If a line of the data below contains the string "ServiceUnavailable", count it, then state the total alone.
-------
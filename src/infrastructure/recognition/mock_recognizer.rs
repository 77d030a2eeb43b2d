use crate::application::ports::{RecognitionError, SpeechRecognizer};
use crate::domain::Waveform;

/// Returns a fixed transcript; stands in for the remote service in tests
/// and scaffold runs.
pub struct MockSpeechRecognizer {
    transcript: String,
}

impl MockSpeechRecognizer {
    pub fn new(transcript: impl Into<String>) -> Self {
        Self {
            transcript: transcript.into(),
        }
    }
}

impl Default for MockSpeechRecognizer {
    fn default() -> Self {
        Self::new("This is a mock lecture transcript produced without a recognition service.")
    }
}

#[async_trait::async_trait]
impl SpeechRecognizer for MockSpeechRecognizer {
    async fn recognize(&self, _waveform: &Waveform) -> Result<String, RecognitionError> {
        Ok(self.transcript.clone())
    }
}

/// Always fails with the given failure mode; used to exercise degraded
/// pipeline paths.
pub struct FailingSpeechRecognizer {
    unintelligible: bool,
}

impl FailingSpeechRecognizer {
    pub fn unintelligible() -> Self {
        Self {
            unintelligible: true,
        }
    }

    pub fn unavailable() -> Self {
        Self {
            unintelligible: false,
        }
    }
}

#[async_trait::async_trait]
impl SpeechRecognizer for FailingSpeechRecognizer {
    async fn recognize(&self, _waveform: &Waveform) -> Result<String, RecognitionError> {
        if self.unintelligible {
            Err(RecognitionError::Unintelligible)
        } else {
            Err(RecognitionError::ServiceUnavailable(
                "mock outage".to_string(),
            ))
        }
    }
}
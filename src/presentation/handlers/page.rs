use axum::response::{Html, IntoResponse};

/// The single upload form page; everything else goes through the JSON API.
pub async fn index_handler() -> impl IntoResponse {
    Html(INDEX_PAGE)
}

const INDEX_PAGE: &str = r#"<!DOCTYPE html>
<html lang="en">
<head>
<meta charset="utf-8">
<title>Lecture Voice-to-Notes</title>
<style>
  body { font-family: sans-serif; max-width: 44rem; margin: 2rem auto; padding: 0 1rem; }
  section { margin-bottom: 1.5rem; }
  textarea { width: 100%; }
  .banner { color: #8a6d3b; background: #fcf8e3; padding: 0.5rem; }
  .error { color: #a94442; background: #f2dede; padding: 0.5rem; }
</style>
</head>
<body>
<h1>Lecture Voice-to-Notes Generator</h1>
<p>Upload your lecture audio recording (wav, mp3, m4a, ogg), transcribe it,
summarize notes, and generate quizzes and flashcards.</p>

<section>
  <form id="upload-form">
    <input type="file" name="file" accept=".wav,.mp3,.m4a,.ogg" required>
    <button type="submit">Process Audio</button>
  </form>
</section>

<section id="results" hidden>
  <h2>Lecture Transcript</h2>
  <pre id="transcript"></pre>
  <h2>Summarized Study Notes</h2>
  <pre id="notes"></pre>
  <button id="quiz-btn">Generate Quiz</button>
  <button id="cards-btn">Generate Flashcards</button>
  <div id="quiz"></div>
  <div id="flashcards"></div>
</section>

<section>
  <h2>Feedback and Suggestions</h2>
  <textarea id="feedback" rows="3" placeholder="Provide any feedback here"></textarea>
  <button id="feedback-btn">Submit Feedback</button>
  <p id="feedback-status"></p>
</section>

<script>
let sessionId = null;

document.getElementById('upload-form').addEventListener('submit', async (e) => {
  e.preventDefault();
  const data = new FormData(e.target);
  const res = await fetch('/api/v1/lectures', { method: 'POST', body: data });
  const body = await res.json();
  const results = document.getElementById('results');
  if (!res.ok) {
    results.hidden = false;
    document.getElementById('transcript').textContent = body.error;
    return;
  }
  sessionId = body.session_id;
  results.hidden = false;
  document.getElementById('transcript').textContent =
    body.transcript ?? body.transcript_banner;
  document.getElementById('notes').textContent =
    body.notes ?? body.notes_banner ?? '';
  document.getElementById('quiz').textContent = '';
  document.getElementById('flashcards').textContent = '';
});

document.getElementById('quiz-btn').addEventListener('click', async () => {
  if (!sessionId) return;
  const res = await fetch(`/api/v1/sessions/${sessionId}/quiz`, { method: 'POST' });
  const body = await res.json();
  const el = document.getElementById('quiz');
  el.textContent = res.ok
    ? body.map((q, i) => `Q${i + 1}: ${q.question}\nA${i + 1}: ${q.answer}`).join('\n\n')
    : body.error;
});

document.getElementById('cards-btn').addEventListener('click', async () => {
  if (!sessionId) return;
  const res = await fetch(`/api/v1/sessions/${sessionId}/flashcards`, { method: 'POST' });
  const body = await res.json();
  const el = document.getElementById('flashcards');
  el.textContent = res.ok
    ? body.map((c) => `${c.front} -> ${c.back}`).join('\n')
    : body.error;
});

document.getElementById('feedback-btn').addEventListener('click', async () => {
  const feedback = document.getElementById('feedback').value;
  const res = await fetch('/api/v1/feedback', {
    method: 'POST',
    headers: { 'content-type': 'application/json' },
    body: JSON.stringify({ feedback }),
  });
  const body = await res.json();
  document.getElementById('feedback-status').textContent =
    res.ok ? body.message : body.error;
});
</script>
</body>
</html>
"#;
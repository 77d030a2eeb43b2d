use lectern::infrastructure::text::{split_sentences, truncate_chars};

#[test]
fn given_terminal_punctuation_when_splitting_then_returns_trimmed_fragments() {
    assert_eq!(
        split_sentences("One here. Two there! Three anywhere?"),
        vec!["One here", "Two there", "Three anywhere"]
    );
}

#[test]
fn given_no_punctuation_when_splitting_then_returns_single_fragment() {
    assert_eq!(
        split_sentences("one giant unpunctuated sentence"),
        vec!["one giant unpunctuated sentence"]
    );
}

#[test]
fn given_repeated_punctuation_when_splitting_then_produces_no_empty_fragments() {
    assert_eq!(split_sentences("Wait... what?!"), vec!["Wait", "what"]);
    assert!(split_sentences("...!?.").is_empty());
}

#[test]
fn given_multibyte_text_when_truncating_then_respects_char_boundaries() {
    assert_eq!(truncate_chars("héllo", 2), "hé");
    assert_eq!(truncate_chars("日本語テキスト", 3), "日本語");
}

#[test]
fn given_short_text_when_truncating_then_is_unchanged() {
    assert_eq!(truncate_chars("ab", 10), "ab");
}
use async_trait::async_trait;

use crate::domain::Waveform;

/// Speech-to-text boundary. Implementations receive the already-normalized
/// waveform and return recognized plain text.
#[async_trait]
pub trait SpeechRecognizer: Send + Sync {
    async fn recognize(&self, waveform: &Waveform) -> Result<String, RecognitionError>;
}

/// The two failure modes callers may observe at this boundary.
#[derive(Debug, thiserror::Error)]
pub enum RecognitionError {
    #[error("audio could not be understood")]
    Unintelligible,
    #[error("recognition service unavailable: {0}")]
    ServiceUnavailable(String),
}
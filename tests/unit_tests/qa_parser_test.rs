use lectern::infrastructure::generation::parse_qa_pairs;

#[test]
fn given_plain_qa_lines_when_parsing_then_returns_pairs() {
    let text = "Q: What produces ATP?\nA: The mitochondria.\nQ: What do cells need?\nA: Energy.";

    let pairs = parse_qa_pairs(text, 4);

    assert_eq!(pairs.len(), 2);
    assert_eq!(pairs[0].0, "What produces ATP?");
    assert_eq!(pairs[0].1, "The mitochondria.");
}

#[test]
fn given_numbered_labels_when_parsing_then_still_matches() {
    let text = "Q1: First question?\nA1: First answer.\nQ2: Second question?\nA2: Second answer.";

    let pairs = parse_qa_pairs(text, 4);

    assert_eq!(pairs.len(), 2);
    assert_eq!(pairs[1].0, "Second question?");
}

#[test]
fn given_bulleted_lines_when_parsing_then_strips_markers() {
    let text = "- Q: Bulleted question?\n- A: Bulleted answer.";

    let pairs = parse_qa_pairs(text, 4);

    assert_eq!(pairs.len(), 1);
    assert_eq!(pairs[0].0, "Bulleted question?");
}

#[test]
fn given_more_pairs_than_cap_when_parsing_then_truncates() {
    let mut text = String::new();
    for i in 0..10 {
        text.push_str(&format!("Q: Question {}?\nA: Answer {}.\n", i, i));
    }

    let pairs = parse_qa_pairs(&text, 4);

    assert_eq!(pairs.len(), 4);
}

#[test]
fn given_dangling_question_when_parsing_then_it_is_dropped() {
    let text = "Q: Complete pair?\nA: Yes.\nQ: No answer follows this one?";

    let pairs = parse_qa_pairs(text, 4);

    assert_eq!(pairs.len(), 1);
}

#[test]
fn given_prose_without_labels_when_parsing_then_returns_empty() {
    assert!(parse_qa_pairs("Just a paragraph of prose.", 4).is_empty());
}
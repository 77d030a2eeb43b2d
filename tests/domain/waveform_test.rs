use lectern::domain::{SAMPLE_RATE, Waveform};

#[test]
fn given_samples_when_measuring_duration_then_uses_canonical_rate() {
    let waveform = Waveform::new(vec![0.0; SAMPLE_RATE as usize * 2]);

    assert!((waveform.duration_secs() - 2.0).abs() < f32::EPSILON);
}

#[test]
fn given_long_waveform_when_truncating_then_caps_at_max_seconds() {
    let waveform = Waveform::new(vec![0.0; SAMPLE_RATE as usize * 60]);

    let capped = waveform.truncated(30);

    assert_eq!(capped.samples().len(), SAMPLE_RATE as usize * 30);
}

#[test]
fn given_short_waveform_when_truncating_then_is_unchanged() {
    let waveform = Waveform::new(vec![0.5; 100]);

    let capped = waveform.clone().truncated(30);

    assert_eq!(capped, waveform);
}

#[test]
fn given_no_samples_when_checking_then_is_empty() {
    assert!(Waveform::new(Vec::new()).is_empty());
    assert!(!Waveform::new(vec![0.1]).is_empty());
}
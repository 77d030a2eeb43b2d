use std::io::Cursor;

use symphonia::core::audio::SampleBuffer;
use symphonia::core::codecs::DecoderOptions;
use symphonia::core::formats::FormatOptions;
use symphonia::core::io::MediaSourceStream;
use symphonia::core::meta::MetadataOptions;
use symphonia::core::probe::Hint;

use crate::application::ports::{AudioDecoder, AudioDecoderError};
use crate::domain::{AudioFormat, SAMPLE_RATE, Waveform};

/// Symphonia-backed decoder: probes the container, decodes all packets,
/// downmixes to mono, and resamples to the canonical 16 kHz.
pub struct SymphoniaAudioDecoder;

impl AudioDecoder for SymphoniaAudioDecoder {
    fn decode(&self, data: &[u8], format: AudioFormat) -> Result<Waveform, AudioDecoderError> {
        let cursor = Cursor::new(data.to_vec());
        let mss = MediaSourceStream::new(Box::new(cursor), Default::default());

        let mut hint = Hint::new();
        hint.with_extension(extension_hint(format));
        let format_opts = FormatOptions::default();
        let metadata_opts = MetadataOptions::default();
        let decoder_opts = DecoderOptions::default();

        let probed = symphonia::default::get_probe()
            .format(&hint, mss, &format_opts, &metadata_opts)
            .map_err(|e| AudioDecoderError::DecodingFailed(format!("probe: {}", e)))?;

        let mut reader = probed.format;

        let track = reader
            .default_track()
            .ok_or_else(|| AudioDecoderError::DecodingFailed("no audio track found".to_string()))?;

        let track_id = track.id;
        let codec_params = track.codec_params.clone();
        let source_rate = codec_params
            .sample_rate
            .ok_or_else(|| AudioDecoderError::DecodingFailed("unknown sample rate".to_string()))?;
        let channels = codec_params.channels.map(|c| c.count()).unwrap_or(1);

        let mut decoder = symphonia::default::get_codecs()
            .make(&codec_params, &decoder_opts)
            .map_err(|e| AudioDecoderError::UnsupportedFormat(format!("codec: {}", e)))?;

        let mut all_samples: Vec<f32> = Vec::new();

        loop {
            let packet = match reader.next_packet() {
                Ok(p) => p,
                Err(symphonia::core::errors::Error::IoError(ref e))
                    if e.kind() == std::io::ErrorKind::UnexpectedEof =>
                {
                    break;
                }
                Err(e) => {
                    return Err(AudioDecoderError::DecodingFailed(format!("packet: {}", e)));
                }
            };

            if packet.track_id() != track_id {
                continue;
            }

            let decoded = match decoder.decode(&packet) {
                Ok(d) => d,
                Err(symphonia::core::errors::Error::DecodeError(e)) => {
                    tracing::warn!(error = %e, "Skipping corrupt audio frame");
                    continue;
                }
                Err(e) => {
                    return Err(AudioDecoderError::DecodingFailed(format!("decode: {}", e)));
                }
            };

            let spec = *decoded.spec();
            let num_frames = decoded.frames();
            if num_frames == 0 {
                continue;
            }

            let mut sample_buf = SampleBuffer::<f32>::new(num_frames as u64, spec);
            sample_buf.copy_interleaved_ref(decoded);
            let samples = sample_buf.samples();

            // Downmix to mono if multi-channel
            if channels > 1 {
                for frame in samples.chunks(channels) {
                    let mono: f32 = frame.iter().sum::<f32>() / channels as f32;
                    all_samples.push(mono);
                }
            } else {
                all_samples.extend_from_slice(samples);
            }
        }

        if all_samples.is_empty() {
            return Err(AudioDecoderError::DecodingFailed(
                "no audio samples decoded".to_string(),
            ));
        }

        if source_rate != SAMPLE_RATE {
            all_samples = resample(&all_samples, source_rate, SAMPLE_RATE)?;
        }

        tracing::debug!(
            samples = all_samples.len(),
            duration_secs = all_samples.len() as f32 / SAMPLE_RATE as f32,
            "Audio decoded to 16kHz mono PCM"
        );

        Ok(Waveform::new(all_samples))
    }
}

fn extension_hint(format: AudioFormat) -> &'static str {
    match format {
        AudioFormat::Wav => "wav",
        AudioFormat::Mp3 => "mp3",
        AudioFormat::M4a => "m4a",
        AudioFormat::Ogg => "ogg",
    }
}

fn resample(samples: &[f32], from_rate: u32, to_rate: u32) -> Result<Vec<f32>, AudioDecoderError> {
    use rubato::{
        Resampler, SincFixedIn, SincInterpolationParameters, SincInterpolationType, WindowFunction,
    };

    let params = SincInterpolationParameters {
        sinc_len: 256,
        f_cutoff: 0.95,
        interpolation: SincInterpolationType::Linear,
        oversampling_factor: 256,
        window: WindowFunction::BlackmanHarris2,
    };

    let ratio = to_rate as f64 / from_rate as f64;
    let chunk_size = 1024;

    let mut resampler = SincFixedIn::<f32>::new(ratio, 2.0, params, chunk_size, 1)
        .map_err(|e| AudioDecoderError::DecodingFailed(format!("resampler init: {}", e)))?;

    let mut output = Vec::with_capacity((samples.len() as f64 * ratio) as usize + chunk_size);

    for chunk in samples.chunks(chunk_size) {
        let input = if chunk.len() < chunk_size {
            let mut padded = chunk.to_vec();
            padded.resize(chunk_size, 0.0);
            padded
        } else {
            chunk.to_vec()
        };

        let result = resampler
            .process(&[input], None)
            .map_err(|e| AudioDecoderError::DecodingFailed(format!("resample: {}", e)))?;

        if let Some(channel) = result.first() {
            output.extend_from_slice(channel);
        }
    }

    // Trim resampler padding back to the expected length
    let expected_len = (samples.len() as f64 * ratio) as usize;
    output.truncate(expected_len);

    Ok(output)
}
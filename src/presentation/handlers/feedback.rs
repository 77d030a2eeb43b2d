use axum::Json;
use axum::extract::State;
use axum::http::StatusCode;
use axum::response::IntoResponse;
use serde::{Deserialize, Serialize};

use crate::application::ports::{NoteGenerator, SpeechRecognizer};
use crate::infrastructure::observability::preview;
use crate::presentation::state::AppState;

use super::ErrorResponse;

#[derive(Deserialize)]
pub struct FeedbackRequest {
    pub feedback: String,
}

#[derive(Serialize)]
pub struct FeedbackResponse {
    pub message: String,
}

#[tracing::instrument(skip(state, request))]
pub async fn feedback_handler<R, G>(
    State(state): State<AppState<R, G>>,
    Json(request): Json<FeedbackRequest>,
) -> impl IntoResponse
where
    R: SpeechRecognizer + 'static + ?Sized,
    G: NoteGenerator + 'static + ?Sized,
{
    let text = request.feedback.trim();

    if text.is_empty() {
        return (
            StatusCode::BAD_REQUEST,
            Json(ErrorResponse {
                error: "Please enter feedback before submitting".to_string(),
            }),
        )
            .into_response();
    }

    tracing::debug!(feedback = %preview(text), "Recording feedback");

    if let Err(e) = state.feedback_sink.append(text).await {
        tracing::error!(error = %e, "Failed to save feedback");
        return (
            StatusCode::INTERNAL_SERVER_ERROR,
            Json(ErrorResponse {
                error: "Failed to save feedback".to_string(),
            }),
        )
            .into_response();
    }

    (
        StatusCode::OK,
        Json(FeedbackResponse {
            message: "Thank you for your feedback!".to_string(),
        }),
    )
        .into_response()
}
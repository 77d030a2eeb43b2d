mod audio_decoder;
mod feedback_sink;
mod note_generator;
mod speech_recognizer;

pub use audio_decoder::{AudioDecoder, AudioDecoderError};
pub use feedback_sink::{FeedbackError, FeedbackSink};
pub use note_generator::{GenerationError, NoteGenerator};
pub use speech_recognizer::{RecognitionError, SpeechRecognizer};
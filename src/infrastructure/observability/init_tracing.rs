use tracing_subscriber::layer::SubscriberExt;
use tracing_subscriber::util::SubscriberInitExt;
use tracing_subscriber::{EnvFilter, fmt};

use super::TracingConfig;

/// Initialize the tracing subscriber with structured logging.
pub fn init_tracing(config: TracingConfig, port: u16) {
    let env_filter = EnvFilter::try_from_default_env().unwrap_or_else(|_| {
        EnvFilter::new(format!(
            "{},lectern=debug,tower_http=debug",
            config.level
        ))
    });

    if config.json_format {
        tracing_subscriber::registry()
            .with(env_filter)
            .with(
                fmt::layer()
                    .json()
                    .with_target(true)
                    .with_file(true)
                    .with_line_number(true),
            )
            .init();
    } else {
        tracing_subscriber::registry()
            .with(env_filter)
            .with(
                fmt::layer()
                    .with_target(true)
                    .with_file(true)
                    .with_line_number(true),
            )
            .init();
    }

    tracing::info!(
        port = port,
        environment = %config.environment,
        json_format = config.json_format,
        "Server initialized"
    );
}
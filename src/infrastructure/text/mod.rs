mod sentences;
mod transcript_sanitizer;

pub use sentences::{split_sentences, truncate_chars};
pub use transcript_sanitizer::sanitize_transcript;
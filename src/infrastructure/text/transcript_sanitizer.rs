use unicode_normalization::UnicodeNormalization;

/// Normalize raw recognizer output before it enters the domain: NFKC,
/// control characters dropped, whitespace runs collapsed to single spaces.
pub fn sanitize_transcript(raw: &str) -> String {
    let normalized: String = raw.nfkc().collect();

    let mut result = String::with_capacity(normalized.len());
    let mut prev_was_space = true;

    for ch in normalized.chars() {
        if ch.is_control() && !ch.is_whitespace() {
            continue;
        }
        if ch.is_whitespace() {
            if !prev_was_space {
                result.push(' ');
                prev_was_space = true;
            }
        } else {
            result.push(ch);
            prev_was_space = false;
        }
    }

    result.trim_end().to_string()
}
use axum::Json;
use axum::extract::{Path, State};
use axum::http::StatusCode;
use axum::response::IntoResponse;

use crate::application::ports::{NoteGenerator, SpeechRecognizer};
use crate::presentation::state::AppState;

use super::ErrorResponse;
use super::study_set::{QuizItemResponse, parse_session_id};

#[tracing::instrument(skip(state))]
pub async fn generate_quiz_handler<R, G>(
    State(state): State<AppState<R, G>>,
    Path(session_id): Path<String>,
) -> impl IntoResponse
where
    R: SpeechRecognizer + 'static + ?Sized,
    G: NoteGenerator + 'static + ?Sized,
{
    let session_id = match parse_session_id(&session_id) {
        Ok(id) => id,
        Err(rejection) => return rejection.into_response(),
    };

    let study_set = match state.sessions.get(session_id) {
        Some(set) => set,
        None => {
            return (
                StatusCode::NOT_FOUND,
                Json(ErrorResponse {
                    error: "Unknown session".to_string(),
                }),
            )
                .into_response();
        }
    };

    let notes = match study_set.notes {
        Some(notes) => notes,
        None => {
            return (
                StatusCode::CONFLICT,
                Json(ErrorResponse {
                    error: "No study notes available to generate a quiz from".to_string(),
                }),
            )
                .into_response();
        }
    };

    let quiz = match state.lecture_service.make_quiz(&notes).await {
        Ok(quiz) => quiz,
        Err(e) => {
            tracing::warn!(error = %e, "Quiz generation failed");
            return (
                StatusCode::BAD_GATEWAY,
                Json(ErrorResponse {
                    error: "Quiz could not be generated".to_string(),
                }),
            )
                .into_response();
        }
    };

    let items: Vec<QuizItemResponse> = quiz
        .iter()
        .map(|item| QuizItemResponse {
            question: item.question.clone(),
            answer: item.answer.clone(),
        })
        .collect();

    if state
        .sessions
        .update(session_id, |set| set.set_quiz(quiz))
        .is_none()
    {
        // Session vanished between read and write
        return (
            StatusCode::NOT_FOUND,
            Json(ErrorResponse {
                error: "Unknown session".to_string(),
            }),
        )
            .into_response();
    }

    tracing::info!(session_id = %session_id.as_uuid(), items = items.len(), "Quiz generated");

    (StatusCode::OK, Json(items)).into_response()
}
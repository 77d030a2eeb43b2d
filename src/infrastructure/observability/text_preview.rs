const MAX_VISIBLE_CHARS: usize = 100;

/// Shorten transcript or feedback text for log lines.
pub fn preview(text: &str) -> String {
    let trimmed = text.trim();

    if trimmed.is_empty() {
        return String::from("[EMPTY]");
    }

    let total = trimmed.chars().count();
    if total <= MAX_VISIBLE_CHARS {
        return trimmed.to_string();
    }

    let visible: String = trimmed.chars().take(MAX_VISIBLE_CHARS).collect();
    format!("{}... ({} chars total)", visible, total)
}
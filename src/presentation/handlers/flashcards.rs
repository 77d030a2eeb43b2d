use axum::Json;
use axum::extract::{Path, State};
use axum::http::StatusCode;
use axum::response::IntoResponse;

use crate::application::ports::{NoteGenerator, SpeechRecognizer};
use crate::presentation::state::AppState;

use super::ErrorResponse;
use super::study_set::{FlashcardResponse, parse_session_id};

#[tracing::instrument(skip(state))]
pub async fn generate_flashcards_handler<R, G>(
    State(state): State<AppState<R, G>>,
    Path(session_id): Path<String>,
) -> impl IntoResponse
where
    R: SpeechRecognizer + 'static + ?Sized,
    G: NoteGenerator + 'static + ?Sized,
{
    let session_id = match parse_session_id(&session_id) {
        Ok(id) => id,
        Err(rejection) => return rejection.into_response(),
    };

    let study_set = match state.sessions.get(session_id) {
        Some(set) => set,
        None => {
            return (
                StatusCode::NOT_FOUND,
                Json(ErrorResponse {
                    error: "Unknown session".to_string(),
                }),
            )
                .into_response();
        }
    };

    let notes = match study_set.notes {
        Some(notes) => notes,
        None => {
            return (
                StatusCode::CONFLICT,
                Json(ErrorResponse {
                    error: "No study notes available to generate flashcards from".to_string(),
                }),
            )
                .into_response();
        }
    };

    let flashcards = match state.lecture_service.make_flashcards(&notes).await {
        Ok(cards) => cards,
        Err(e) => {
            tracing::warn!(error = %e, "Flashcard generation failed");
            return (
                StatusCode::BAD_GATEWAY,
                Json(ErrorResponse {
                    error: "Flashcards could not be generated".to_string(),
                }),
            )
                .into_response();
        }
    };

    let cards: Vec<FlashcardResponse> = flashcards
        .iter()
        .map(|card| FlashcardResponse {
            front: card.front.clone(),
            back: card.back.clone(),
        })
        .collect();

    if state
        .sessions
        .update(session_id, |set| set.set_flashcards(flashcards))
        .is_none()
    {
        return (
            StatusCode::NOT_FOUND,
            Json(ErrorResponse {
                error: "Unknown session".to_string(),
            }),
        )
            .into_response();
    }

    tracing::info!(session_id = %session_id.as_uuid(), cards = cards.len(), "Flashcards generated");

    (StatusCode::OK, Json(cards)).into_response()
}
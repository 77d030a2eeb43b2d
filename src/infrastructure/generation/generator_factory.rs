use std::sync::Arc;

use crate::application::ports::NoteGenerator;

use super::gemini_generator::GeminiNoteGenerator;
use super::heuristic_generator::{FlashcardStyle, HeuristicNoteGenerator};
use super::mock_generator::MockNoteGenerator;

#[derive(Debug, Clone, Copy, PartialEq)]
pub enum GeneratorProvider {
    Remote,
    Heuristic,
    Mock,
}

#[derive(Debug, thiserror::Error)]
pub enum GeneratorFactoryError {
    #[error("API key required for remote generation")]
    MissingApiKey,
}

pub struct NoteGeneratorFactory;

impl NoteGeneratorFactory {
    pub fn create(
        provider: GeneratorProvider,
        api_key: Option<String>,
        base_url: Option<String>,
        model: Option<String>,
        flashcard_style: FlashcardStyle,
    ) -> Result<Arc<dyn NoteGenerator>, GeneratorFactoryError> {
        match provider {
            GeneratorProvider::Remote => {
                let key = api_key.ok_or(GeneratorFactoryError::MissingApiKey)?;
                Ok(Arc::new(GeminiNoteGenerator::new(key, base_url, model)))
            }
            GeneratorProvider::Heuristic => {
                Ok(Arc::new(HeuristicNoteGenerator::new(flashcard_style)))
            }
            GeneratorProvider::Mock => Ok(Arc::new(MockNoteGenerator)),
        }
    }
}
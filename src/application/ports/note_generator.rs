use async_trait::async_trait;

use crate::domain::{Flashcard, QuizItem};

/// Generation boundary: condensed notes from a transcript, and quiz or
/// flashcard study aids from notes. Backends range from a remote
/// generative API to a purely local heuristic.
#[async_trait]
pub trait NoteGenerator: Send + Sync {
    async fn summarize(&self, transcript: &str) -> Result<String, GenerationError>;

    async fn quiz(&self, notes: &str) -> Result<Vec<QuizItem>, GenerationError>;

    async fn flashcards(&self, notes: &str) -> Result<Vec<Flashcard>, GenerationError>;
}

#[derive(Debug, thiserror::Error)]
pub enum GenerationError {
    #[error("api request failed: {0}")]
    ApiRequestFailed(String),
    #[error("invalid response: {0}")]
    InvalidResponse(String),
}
-------
● **ANSWER TO THIS TASK**: 2